LA SYSTEMIQUE

Pierre Berger. Vers 1973


Orientations fondamentales

Eléments

Structures Principes sur les structures

Dnyamique Principes sur la dynamique

Systémique de la valeur Valeur de la systémique

Préceptes pour une bonne systémique Aspects chrétiens


1. ORIENTATIONS FONDAMENTALES

1.1 Principe de base

Le développement de la systémique correspond à plusieurs besoins de notre temps. Dépasser le rationalisme et les divisions de la rationalité classique, incarnée par Descartes, tout en gardant une approche scientifique et dans la mesure du possible quantitative des choses.

Nous avons choisi de présenter la systémique en commençant par un type déterminé de représentation, qui n'est évidemment pas le seul possible.
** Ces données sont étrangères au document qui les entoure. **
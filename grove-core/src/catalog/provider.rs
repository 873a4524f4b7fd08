//! Catalog loading and grove root discovery
//!
//! Merges the catalog files under a grove root into one snapshot and
//! overlays installed state from the state file.

use anyhow::{bail, Context, Result};
use std::collections::HashSet;
use std::path::{Path, PathBuf};
use tracing::{debug, warn};

use super::{Group, GroupCatalog, InstalledState, STATE_FILE};

/// Environment variable overriding grove root discovery
pub const GROVE_DIR_ENV: &str = "GROVE_DIR";

/// Directory holding catalog files inside a grove root
pub const CATALOG_DIR: &str = "catalog";

/// A source of group snapshots
///
/// The selection engine works on whatever snapshot the source hands
/// it; implementations decide where groups come from.
pub trait CatalogSource {
    /// Load the full set of known groups
    fn load(&self) -> Result<Vec<Group>>;
}

/// File-backed catalog rooted at a grove directory
#[derive(Debug, Clone)]
pub struct FileCatalog {
    root: PathBuf,
}

impl FileCatalog {
    /// Create a catalog over an explicit root
    pub fn new(root: impl Into<PathBuf>) -> Self {
        Self { root: root.into() }
    }

    /// Locate the grove root
    ///
    /// Precedence: explicit override, then GROVE_DIR, then ./.grove,
    /// then the per-user config directory. Override and GROVE_DIR
    /// must point at an existing directory.
    pub fn discover(override_dir: Option<&Path>) -> Result<Self> {
        if let Some(dir) = override_dir {
            if !dir.exists() {
                bail!("Grove directory does not exist: {}", dir.display());
            }
            return Ok(Self::new(dir));
        }

        if let Ok(env_dir) = std::env::var(GROVE_DIR_ENV) {
            let path = PathBuf::from(env_dir);
            if !path.exists() {
                bail!(
                    "{} points to a missing directory: {}",
                    GROVE_DIR_ENV,
                    path.display()
                );
            }
            return Ok(Self::new(path));
        }

        let local = Path::new(".grove");
        if local.exists() {
            return Ok(Self::new(local));
        }

        let config_dir = directories::ProjectDirs::from("", "", "grove")
            .map(|dirs| dirs.config_dir().to_path_buf())
            .or_else(|| dirs::config_dir().map(|d| d.join("grove")))
            .context("Could not determine config directory")?;

        if config_dir.join(CATALOG_DIR).exists() {
            return Ok(Self::new(config_dir));
        }

        bail!("No grove directory found. Run 'grove init' to create one.")
    }

    /// The grove root this catalog reads from
    pub fn root(&self) -> &Path {
        &self.root
    }

    /// Path of the installed-state file under this root
    pub fn state_path(&self) -> PathBuf {
        self.root.join(STATE_FILE)
    }

    /// Path of the catalog directory under this root
    pub fn catalog_dir(&self) -> PathBuf {
        self.root.join(CATALOG_DIR)
    }

    /// Catalog files under this root, in stable filename order
    fn catalog_files(&self) -> Result<Vec<PathBuf>> {
        let dir = self.catalog_dir();
        if !dir.exists() {
            bail!(
                "No catalog directory at {}. Run 'grove init' to create one.",
                dir.display()
            );
        }

        let entries = std::fs::read_dir(&dir)
            .with_context(|| format!("Failed to read catalog directory: {}", dir.display()))?;

        let mut files = Vec::new();
        for entry in entries {
            let path = entry?.path();
            if !path.is_file() {
                continue;
            }
            match path.extension().and_then(|s| s.to_str()) {
                Some("yaml") | Some("yml") => files.push(path),
                _ => {}
            }
        }

        // Merge order, and therefore duplicate precedence, follows
        // filename order
        files.sort();
        Ok(files)
    }
}

impl CatalogSource for FileCatalog {
    fn load(&self) -> Result<Vec<Group>> {
        let state = InstalledState::load_from_path(&self.state_path())?;

        let mut groups: Vec<Group> = Vec::new();
        let mut seen: HashSet<String> = HashSet::new();

        for path in self.catalog_files()? {
            let content = std::fs::read_to_string(&path)
                .with_context(|| format!("Failed to read catalog file: {}", path.display()))?;
            let catalog = GroupCatalog::from_yaml(&content)
                .with_context(|| format!("Failed to parse catalog file: {}", path.display()))?;

            for entry in catalog.groups {
                if !seen.insert(entry.id.clone()) {
                    warn!(
                        "Duplicate group id '{}' in {}, keeping first definition",
                        entry.id,
                        path.display()
                    );
                    continue;
                }

                let installed = state.is_installed(&entry.id);
                groups.push(Group::from_entry(entry, installed));
            }
        }

        debug!(
            "Loaded {} groups from {}",
            groups.len(),
            self.catalog_dir().display()
        );

        Ok(groups)
    }
}

#[cfg(test)]
mod provider_tests {
    use super::*;
    use tempfile::TempDir;

    fn base_catalog_yaml() -> &'static str {
        r#"
apiVersion: grove.dev/v1
kind: GroupCatalog
groups:
  - id: core
    name: Core System
    packages: [bash, coreutils]
  - id: games
    name: Games
"#
    }

    fn extra_catalog_yaml() -> &'static str {
        r#"
apiVersion: grove.dev/v1
kind: GroupCatalog
groups:
  - id: games
    name: Games (duplicate definition)
  - id: web-server
    name: Web Server
"#
    }

    fn write_root(temp_dir: &TempDir) -> PathBuf {
        let root = temp_dir.path().join("grove");
        let catalog_dir = root.join(CATALOG_DIR);
        std::fs::create_dir_all(&catalog_dir).unwrap();
        std::fs::write(catalog_dir.join("10-base.yaml"), base_catalog_yaml()).unwrap();
        std::fs::write(catalog_dir.join("20-extra.yaml"), extra_catalog_yaml()).unwrap();
        root
    }

    #[test]
    fn test_load_merges_catalog_files() {
        let temp_dir = TempDir::new().unwrap();
        let root = write_root(&temp_dir);

        let groups = FileCatalog::new(&root).load().unwrap();

        let ids: Vec<&str> = groups.iter().map(|g| g.id.as_str()).collect();
        assert_eq!(ids, vec!["core", "games", "web-server"]);
    }

    #[test]
    fn test_duplicate_id_keeps_first_definition() {
        let temp_dir = TempDir::new().unwrap();
        let root = write_root(&temp_dir);

        let groups = FileCatalog::new(&root).load().unwrap();

        let games = groups.iter().find(|g| g.id == "games").unwrap();
        assert_eq!(games.name, "Games");
    }

    #[test]
    fn test_load_applies_installed_state() {
        let temp_dir = TempDir::new().unwrap();
        let root = write_root(&temp_dir);

        let mut state = InstalledState::default();
        state.mark_installed("core");
        state.save_to_path(&root.join(STATE_FILE)).unwrap();

        let groups = FileCatalog::new(&root).load().unwrap();

        assert!(groups.iter().find(|g| g.id == "core").unwrap().installed);
        assert!(!groups.iter().find(|g| g.id == "games").unwrap().installed);
    }

    #[test]
    fn test_load_without_state_file() {
        let temp_dir = TempDir::new().unwrap();
        let root = write_root(&temp_dir);

        let groups = FileCatalog::new(&root).load().unwrap();
        assert!(groups.iter().all(|g| !g.installed));
    }

    #[test]
    fn test_load_rejects_malformed_catalog() {
        let temp_dir = TempDir::new().unwrap();
        let root = temp_dir.path().join("grove");
        let catalog_dir = root.join(CATALOG_DIR);
        std::fs::create_dir_all(&catalog_dir).unwrap();
        std::fs::write(catalog_dir.join("broken.yaml"), "groups: [not, a, catalog").unwrap();

        let result = FileCatalog::new(&root).load();
        assert!(result.is_err());
    }

    #[test]
    fn test_load_without_catalog_dir_is_error() {
        let temp_dir = TempDir::new().unwrap();
        let root = temp_dir.path().join("grove");
        std::fs::create_dir_all(&root).unwrap();

        let result = FileCatalog::new(&root).load();
        assert!(result.is_err());
    }

    #[test]
    fn test_discover_with_override() {
        let temp_dir = TempDir::new().unwrap();
        let root = write_root(&temp_dir);

        let catalog = FileCatalog::discover(Some(&root)).unwrap();
        assert_eq!(catalog.root(), root.as_path());
    }

    #[test]
    fn test_discover_rejects_missing_override() {
        let temp_dir = TempDir::new().unwrap();
        let missing = temp_dir.path().join("nonexistent");

        let result = FileCatalog::discover(Some(&missing));
        assert!(result.is_err());
    }
}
Par contre, pour faire un exposé cohérent, il faut bien commencer par faire des choix.

Un schéma de base est proposé (figure 1). Une boite blanche (qualifiée de "noire" si l'on ne s'intéresse pas à son contenu). Deux flèches : les entrées (intrants, inputs) et sorties (extrants, outputs), qui relieront la boite à d'autres boites ou à un "environnement" indéterminé.
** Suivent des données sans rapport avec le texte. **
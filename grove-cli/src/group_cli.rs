//! Grove group commands
//!
//! Implements the list, info, mark, and init subcommands on top of
//! the core catalog and selection engine.

use std::path::{Path, PathBuf};

use anyhow::{bail, Context, Result};
use clap::Subcommand;
use tabled::{
    settings::{object::Rows, Alignment, Modify, Style},
    Table, Tabled,
};
use tracing::info;

use grove_core::catalog::{
    CatalogSource, FileCatalog, Group, InstalledState, CATALOG_DIR, GROVE_DIR_ENV,
};
use grove_core::selection::{SelectionCriteria, Selector};

/// Starter catalog written by `grove init`
const STARTER_CATALOG: &str = include_str!("../fixtures/init/starter-groups.yaml");

/// Mark subcommand for recording installed state
#[derive(Subcommand, Debug)]
pub enum MarkCommand {
    /// Mark groups as installed
    Install {
        /// Group ids to mark
        #[clap(required = true)]
        ids: Vec<String>,
    },

    /// Mark groups as removed
    Remove {
        /// Group ids to unmark
        #[clap(required = true)]
        ids: Vec<String>,
    },
}

impl MarkCommand {
    pub fn execute(self, grove_dir: Option<&Path>) -> Result<()> {
        match self {
            MarkCommand::Install { ids } => execute_mark_install(grove_dir, &ids),
            MarkCommand::Remove { ids } => execute_mark_remove(grove_dir, &ids),
        }
    }
}

/// Table row for group listings
#[derive(Tabled)]
struct GroupRow {
    #[tabled(rename = "Id")]
    id: String,
    #[tabled(rename = "Name")]
    name: String,
    #[tabled(rename = "Status")]
    status: String,
    #[tabled(rename = "Description")]
    description: String,
}

/// Resolve the selection against the discovered catalog
fn select_groups(
    grove_dir: Option<&Path>,
    patterns: Vec<String>,
    available: bool,
    installed: bool,
    hidden: bool,
) -> Result<Vec<Group>> {
    // Scope conflicts are rejected at the clap boundary already, but
    // the criteria constructor revalidates
    let criteria = SelectionCriteria::from_flags(patterns, available, installed, hidden)?;

    let catalog = FileCatalog::discover(grove_dir)?;
    let groups = catalog.load()?;

    let selector = Selector::default();
    let selected = selector
        .select(&groups, &criteria)
        .into_iter()
        .cloned()
        .collect();

    Ok(selected)
}

pub fn execute_list(
    grove_dir: Option<&Path>,
    patterns: Vec<String>,
    available: bool,
    installed: bool,
    hidden: bool,
    json_output: bool,
) -> Result<()> {
    let results = select_groups(grove_dir, patterns, available, installed, hidden)?;

    if results.is_empty() {
        println!("No groups found.");
        return Ok(());
    }

    if json_output {
        let json_results: Vec<serde_json::Value> = results
            .iter()
            .map(|group| {
                serde_json::json!({
                    "id": group.id,
                    "name": group.name,
                    "installed": group.installed,
                    "userVisible": group.user_visible,
                })
            })
            .collect();

        println!("{}", serde_json::to_string_pretty(&json_results)?);
    } else {
        println!("Found {} group(s):\n", results.len());

        let table_rows: Vec<GroupRow> = results
            .iter()
            .map(|group| {
                let desc = group.short_description();
                let truncated_desc = if desc.len() > 50 {
                    format!("{}...", &desc[..47])
                } else {
                    desc.to_string()
                };

                GroupRow {
                    id: group.id.clone(),
                    name: group.name.clone(),
                    status: group.status_display().to_string(),
                    description: truncated_desc,
                }
            })
            .collect();

        let table = Table::new(&table_rows)
            .with(Style::rounded())
            .with(Modify::new(Rows::first()).with(Alignment::center()))
            .to_string();

        println!("{table}");
    }

    Ok(())
}

pub fn execute_info(
    grove_dir: Option<&Path>,
    patterns: Vec<String>,
    available: bool,
    installed: bool,
    hidden: bool,
    json_output: bool,
) -> Result<()> {
    let results = select_groups(grove_dir, patterns, available, installed, hidden)?;

    if results.is_empty() {
        println!("No groups found.");
        return Ok(());
    }

    if json_output {
        println!("{}", serde_json::to_string_pretty(&results)?);
        return Ok(());
    }

    for group in &results {
        println!();
        println!("Group:  {}", group.name);
        println!("Id:     {}", group.id);
        println!("Status: {}", group.status_display());

        if !group.user_visible {
            println!("Hidden: yes");
        }

        if !group.description.is_empty() {
            println!();
            println!("Description:");
            for line in group.description.lines() {
                println!("  {line}");
            }
        }

        if !group.packages.is_empty() {
            println!();
            println!("Packages:");
            for package in &group.packages {
                println!("  {package}");
            }
        }
    }

    Ok(())
}

fn execute_mark_install(grove_dir: Option<&Path>, ids: &[String]) -> Result<()> {
    let catalog = FileCatalog::discover(grove_dir)?;
    let groups = catalog.load()?;
    let mut state = InstalledState::load_from_path(&catalog.state_path())?;

    // Resolve every id up front; the state file changes all or nothing
    let mut targets: Vec<&Group> = Vec::new();
    for id in ids {
        targets.push(find_group(&groups, id)?);
    }

    for group in &targets {
        if !group.installed {
            state.mark_installed(&group.id);
        }
    }

    state.save_to_path(&catalog.state_path())?;

    for group in targets {
        if group.installed {
            println!("Group '{}' is already marked installed.", group.id);
        } else {
            println!("Marked '{}' installed.", group.id);
        }
    }

    Ok(())
}

fn execute_mark_remove(grove_dir: Option<&Path>, ids: &[String]) -> Result<()> {
    let catalog = FileCatalog::discover(grove_dir)?;
    let groups = catalog.load()?;
    let mut state = InstalledState::load_from_path(&catalog.state_path())?;

    // Resolve and check every id up front; the state file changes all
    // or nothing
    let mut targets: Vec<&Group> = Vec::new();
    for id in ids {
        let group = find_group(&groups, id)?;
        if !group.installed {
            bail!("Group '{}' is not marked installed.", group.id);
        }
        targets.push(group);
    }

    for group in &targets {
        state.mark_removed(&group.id);
    }

    state.save_to_path(&catalog.state_path())?;

    for group in targets {
        println!("Marked '{}' removed.", group.id);
    }

    Ok(())
}

/// Resolve a group id exactly, ignoring case
fn find_group<'a>(groups: &'a [Group], id: &str) -> Result<&'a Group> {
    groups
        .iter()
        .find(|g| g.id.eq_ignore_ascii_case(id))
        .with_context(|| format!("Group '{id}' not found in catalog"))
}

pub fn execute_init(grove_dir: Option<&Path>) -> Result<()> {
    let root: PathBuf = match grove_dir {
        Some(dir) => dir.to_path_buf(),
        None => match std::env::var(GROVE_DIR_ENV) {
            Ok(dir) => PathBuf::from(dir),
            Err(_) => PathBuf::from(".grove"),
        },
    };

    let catalog_dir = root.join(CATALOG_DIR);
    if catalog_dir.exists() {
        println!(
            "Grove directory already initialized ({} exists)",
            catalog_dir.display()
        );
        return Ok(());
    }

    info!("Initializing grove directory at {}", root.display());

    std::fs::create_dir_all(&catalog_dir).with_context(|| {
        format!(
            "Failed to create catalog directory: {}",
            catalog_dir.display()
        )
    })?;

    std::fs::write(catalog_dir.join("starter-groups.yaml"), STARTER_CATALOG)
        .context("Failed to write starter catalog")?;

    println!("✅ Initialized grove directory");
    println!("   Location: {}", root.display());
    println!("   Catalogs: {}", catalog_dir.display());
    println!();
    println!("   Run 'grove list' to browse groups.");
    println!("   Run 'grove mark install <id>' to record installed groups.");

    Ok(())
}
Figure 1: le processeur élémentaire

Appelons cette boite "processeur". Posons que son activité est un processus. Que tout système peut se représenter par un réseau (en principe borné) de processeurs.
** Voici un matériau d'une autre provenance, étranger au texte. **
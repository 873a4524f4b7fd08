//! Installed-state file management (state.yaml)
//!
//! Tracks which groups are marked installed so listings can
//! partition the catalog into installed and available subsets.

use anyhow::{Context, Result};
use serde::{Deserialize, Serialize};
use std::path::Path;

/// File name of the installed-state store inside a grove root
pub const STATE_FILE: &str = "state.yaml";

/// The state file tracks installed groups
#[derive(Debug, Clone, Serialize, Deserialize)]
#[serde(rename_all = "camelCase")]
pub struct InstalledState {
    /// API version for schema compatibility
    pub api_version: String,
    /// When this state file was last updated
    pub generated: String,
    /// Groups currently marked installed
    pub installed: Vec<InstalledGroup>,
}

/// An installed group record
#[derive(Debug, Clone, Serialize, Deserialize)]
#[serde(rename_all = "camelCase")]
pub struct InstalledGroup {
    /// Group identifier
    pub id: String,
    /// When the group was marked installed
    pub marked_at: String,
}

impl Default for InstalledState {
    fn default() -> Self {
        Self {
            api_version: "grove.dev/v1".to_string(),
            generated: chrono::Utc::now().to_rfc3339(),
            installed: Vec::new(),
        }
    }
}

impl InstalledState {
    /// Load the state file or return default if not found
    pub fn load_from_path(path: &Path) -> Result<Self> {
        if !path.exists() {
            return Ok(Self::default());
        }

        let content = std::fs::read_to_string(path)
            .with_context(|| format!("Failed to read state file: {}", path.display()))?;

        serde_yaml_ng::from_str(&content)
            .with_context(|| format!("Failed to parse state file: {}", path.display()))
    }

    /// Save the state file to a specific path
    pub fn save_to_path(&self, path: &Path) -> Result<()> {
        // Ensure parent directory exists
        if let Some(parent) = path.parent() {
            std::fs::create_dir_all(parent)?;
        }

        let mut state = self.clone();
        state.generated = chrono::Utc::now().to_rfc3339();

        let content = serde_yaml_ng::to_string(&state)?;
        std::fs::write(path, content)
            .with_context(|| format!("Failed to write state file: {}", path.display()))?;

        Ok(())
    }

    /// Mark a group installed
    pub fn mark_installed(&mut self, id: &str) {
        // Replace existing entry if present
        self.installed.retain(|e| e.id != id);

        self.installed.push(InstalledGroup {
            id: id.to_string(),
            marked_at: chrono::Utc::now().to_rfc3339(),
        });
    }

    /// Remove a group from the installed set
    pub fn mark_removed(&mut self, id: &str) {
        self.installed.retain(|e| e.id != id);
    }

    /// Check if a group is marked installed
    pub fn is_installed(&self, id: &str) -> bool {
        self.installed.iter().any(|e| e.id == id)
    }
}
Pratiquement, tout est dit : un système est un réseau borné de processeurs élémentaires. Bien entendu, il y a d'autres définitions. On pourra y revenir.

Dans un assez grand nombre de cas, on dispose d'un jeu fini de processeurs élémentaires (et insécables par définition) : alphabet, pièces de Meccano ou de Lego, tableau de Mendéleieff, etc.). L'analyse pourra être considérée comme terminée quand on aura totalement réduit le système global à un assemblage de ces fonctions.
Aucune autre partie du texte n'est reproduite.